In October, Microsoft unveiled a new edition of Windows CE for Automotive, a version of its stripped-down wireless computing operating system, optimised for in-car use. Meanwhile, in a measure of the importance it is attaching to the market, the company has corralled cars into its .NET vision of ubiquitous distribution of web services under car.NET, a blueprint for the connected vehicle.
Microsoft won a head start on its software rivals in automotive computing, hitting the road in 1998 with the AutoPC. But the dashboard-mounted console managed just 3,500 sales, amid complaints that it was over specified.
Post AutoPC, Microsoft envisages everyday mobile devices at the centre of in-car computing. With interoperability between mobile devices and dashboard computers under the car, the .NET blueprint would allow cells phones to unlock, heat, cool and start cars, for instance.
Mobile devices also feature prominently in other software and hardware vendors' technology models. MobilAria, Palm's telematics joint venture with vehicle parts manufacturer Delphi Automotive, unveiled a prototype hands-free in-car system based on a standard PDA and cell phone earlier this year.
The Communiport Mobile Productivity Centre will permit drivers to access the address book on their Palm V or Vx hand-held computer, then make calls using certain models of Ericsson cell phone - all without their hands leaving the steering wheel.
Ease-of-upgrade and extensibility are watchwords for in-car computing, agree IT executives. This means developing modular software systems that can be added to throughout the life-span of a car. New software releases could be downloaded via a PDA docked in a dashboard port, or over the internet.
"It is vital to de-couple hardware and wireless connectivity from the user interface," adds Mr DeStefano at Sun. This, in turn, leaves motorists free to upgrade from CD to DVD format, for instance, or take advantage of the nascent 802.11 wireless networking standard for compressed digital video and audio content and upcoming third-generation networks.
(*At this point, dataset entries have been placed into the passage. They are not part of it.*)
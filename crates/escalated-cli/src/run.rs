//! Input/output handling around the sanitizer

use std::fmt;
use std::fs;
use std::io::{Read, Write};
use std::path::{Path, PathBuf};

use escalated_sanitize::{HtmlSanitizer, Mode, SanitizeReport};
use serde::Serialize;

use crate::{Cli, CliError};

/// What a run did
#[derive(Debug, Clone, Copy, Default, PartialEq, Eq)]
pub struct Summary {
    /// Inputs processed
    pub inputs: usize,
    /// Inputs whose sanitized form differs from the bytes read
    pub changed: usize,
}

enum Input<'a> {
    Stdin,
    File(&'a Path),
}

impl fmt::Display for Input<'_> {
    fn fmt(&self, f: &mut fmt::Formatter<'_>) -> fmt::Result {
        match self {
            Input::Stdin => f.write_str("<stdin>"),
            Input::File(path) => write!(f, "{}", path.display()),
        }
    }
}

#[derive(Serialize)]
struct ReportLine<'a> {
    input: String,
    mode: Mode,
    changed: bool,
    #[serde(flatten)]
    report: &'a SanitizeReport,
}

/// Sanitize every input named on the command line
pub fn run<R: Read, W: Write, E: Write>(
    cli: &Cli,
    mut stdin: R,
    mut stdout: W,
    mut stderr: E,
) -> Result<Summary, CliError> {
    let inputs = collect_inputs(&cli.inputs);
    if cli.output.is_some() && inputs.len() != 1 {
        return Err(CliError::Usage("--output takes exactly one input"));
    }
    if cli.in_place && inputs.iter().any(|input| matches!(input, Input::Stdin)) {
        return Err(CliError::Usage("--in-place needs file inputs, not stdin"));
    }

    let sanitizer = if cli.strict {
        HtmlSanitizer::strict()
    } else {
        HtmlSanitizer::new()
    };
    let mut summary = Summary::default();

    for input in &inputs {
        let original = read_input(input, &mut stdin)?;
        let sanitized = sanitizer.sanitize_with_report(&original);
        let changed = sanitized.html != original;

        summary.inputs += 1;
        if changed {
            summary.changed += 1;
        }
        tracing::debug!(
            input = %input,
            changed,
            removed_elements = sanitized.report.removed_elements,
            removed_attributes = sanitized.report.removed_attributes,
            "sanitized input"
        );

        if cli.report {
            let line = ReportLine {
                input: input.to_string(),
                mode: sanitizer.mode(),
                changed,
                report: &sanitized.report,
            };
            serde_json::to_writer(&mut stderr, &line)?;
            writeln!(stderr).map_err(CliError::Stderr)?;
        }

        if cli.check {
            if changed {
                tracing::warn!(input = %input, "input is not sanitized");
            }
            continue;
        }

        match (input, &cli.output) {
            (_, Some(path)) => write_file(path, &sanitized.html)?,
            (Input::File(path), None) if cli.in_place => {
                if changed {
                    write_file(path, &sanitized.html)?;
                }
            }
            _ => stdout
                .write_all(sanitized.html.as_bytes())
                .map_err(CliError::Stdout)?,
        }
    }

    stdout.flush().map_err(CliError::Stdout)?;
    Ok(summary)
}

fn collect_inputs(paths: &[PathBuf]) -> Vec<Input<'_>> {
    if paths.is_empty() {
        return vec![Input::Stdin];
    }
    paths
        .iter()
        .map(|path| {
            if path.as_os_str() == "-" {
                Input::Stdin
            } else {
                Input::File(path)
            }
        })
        .collect()
}

fn read_input<R: Read>(input: &Input<'_>, stdin: &mut R) -> Result<String, CliError> {
    let read = match input {
        Input::Stdin => {
            let mut bytes = Vec::new();
            stdin.read_to_end(&mut bytes).map(|_| bytes)
        }
        Input::File(path) => fs::read(path),
    };
    let bytes = read.map_err(|source| CliError::Read {
        path: input.to_string(),
        source,
    })?;
    String::from_utf8(bytes).map_err(|_| CliError::InvalidUtf8 {
        path: input.to_string(),
    })
}

fn write_file(path: &Path, html: &str) -> Result<(), CliError> {
    fs::write(path, html).map_err(|source| CliError::Write {
        path: path.to_path_buf(),
        source,
    })
}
The computer companies have their eyes on potentially rich pickings if they plan correctly. Motorists' appetite for connectivity is revealed in the 85 per cent of cell phone users in the US who are reckoned to conduct calls from vehicles.
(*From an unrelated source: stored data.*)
//! Escalated DOM
//!
//! Arena-backed node tree used by the sanitizer pipeline.
//! Nodes live in a single `Vec` and link to each other by index, so a whole
//! tree is dropped in one pass no matter how deeply it nests.

mod node;
mod tree;

pub use node::{Attribute, ElementData, Node, NodeData};
pub use tree::{Children, Descendants, DomTree};

/// Node identifier (index into arena)
#[derive(Debug, Clone, Copy, PartialEq, Eq, Hash)]
pub struct NodeId(pub(crate) u32);

impl NodeId {
    /// Synthetic document/fragment root
    pub const ROOT: NodeId = NodeId(0);

    /// Absent link
    pub const NONE: NodeId = NodeId(u32::MAX);

    /// Whether this id refers to a node (not `NONE`)
    #[inline]
    pub fn is_valid(self) -> bool {
        self != Self::NONE
    }

    /// Arena index
    #[inline]
    pub fn index(self) -> usize {
        self.0 as usize
    }
}

/// Tree manipulation error
#[derive(Debug, thiserror::Error, PartialEq, Eq)]
pub enum DomError {
    #[error("Unknown node: {0:?}")]
    UnknownNode(NodeId),

    #[error("Cannot move {child:?} under {parent:?}: it would create a cycle")]
    Cycle { parent: NodeId, child: NodeId },

    #[error("{reference:?} is not a child of {parent:?}")]
    NotAChild { parent: NodeId, reference: NodeId },

    #[error("The root node cannot be moved or detached")]
    RootImmovable,
}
Demand will be led at first by the car makers themselves, however. "Telematics systems are primarily customer relationship management tools," explains Jonathan Lawrence, telematics analyst at New York investment bank Dain Rauscher Wessels. "After the point of sale, car companies never see the customer. Then, four years later, they try to win back the customer again with a commercial."
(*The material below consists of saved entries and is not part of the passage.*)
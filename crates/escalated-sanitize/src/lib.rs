//! Escalated Sanitize
//!
//! Neutralizes stored cross-site-scripting payloads in user-supplied rich text
//! (ticket replies, inbound email bodies) before it is stored or re-rendered.
//!
//! Every call runs three stages:
//! - parse the input as an HTML fragment (html5ever, never fails)
//! - filter the tree: drop denied elements with their subtree, strip `on*`
//!   handlers, script and non-image `data:` URIs, and dangerous `style` values
//! - serialize what is left
//!
//! Output is stable under re-sanitization: `sanitize(&sanitize(s)) == sanitize(s)`.
//! When the serialized result would re-parse to a different tree (foster
//! parenting can nest `<a>` in `<a>`), the three stages run again on it until
//! it settles.
//!
//! # Cost
//!
//! Parsing is linear in input length for typical markup but quadratic in
//! element nesting depth: html5ever scans the stack of open elements on most
//! start and end tags. Deep nesting cannot overflow the call stack anywhere in
//! the pipeline, but tens of thousands of nested elements take seconds. Callers
//! that accept large untrusted bodies (inbound email) should bound input size
//! before sanitizing.
//!
//! # Example
//! ```rust
//! let clean = escalated_sanitize::sanitize("<p onclick=\"steal()\">Hi</p><script>x</script>");
//! assert_eq!(clean, "<p>Hi</p>");
//! ```

mod filter;
pub mod policy;
mod report;
mod sanitizer;

pub use filter::Mode;
pub use policy::{Policy, policy};
pub use report::SanitizeReport;
pub use sanitizer::{HtmlSanitizer, Sanitized};

/// Sanitize an HTML fragment with the denylist policy
pub fn sanitize(html: &str) -> String {
    HtmlSanitizer::new().sanitize(html)
}

/// Sanitize possibly-absent input; `None` yields an empty string
pub fn sanitize_opt(html: Option<&str>) -> String {
    html.map(sanitize).unwrap_or_default()
}

/// Sanitize an HTML fragment, also unwrapping elements outside the
/// formatting allowlist
pub fn sanitize_strict(html: &str) -> String {
    HtmlSanitizer::strict().sanitize(html)
}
Systems could be used to promote after-sales service such as directing drivers back to dealerships for a tune-up. There is also potential for manufacturers to use wireless internet-based connections with internal vehicle networks to perform remote troubleshooting on engine problems. This would allow them to defray costs set aside for maintenance work covered under warranty agreements, says Mr Lawrence.
Meanwhile, selling location-based advertising slots for local merchants to target passing motorists is a potentially lucrative earner.
Possible legislative controls, reservations about the robustness of speech recognition software, squabbling over software standards and still-patchy cellular coverage represent potential delays on the technology roadmap.
Nevertheless, an increasingly sure grasp of the business case and user-interface requirements, mean that in-car computing is no longer an idea in search of a market.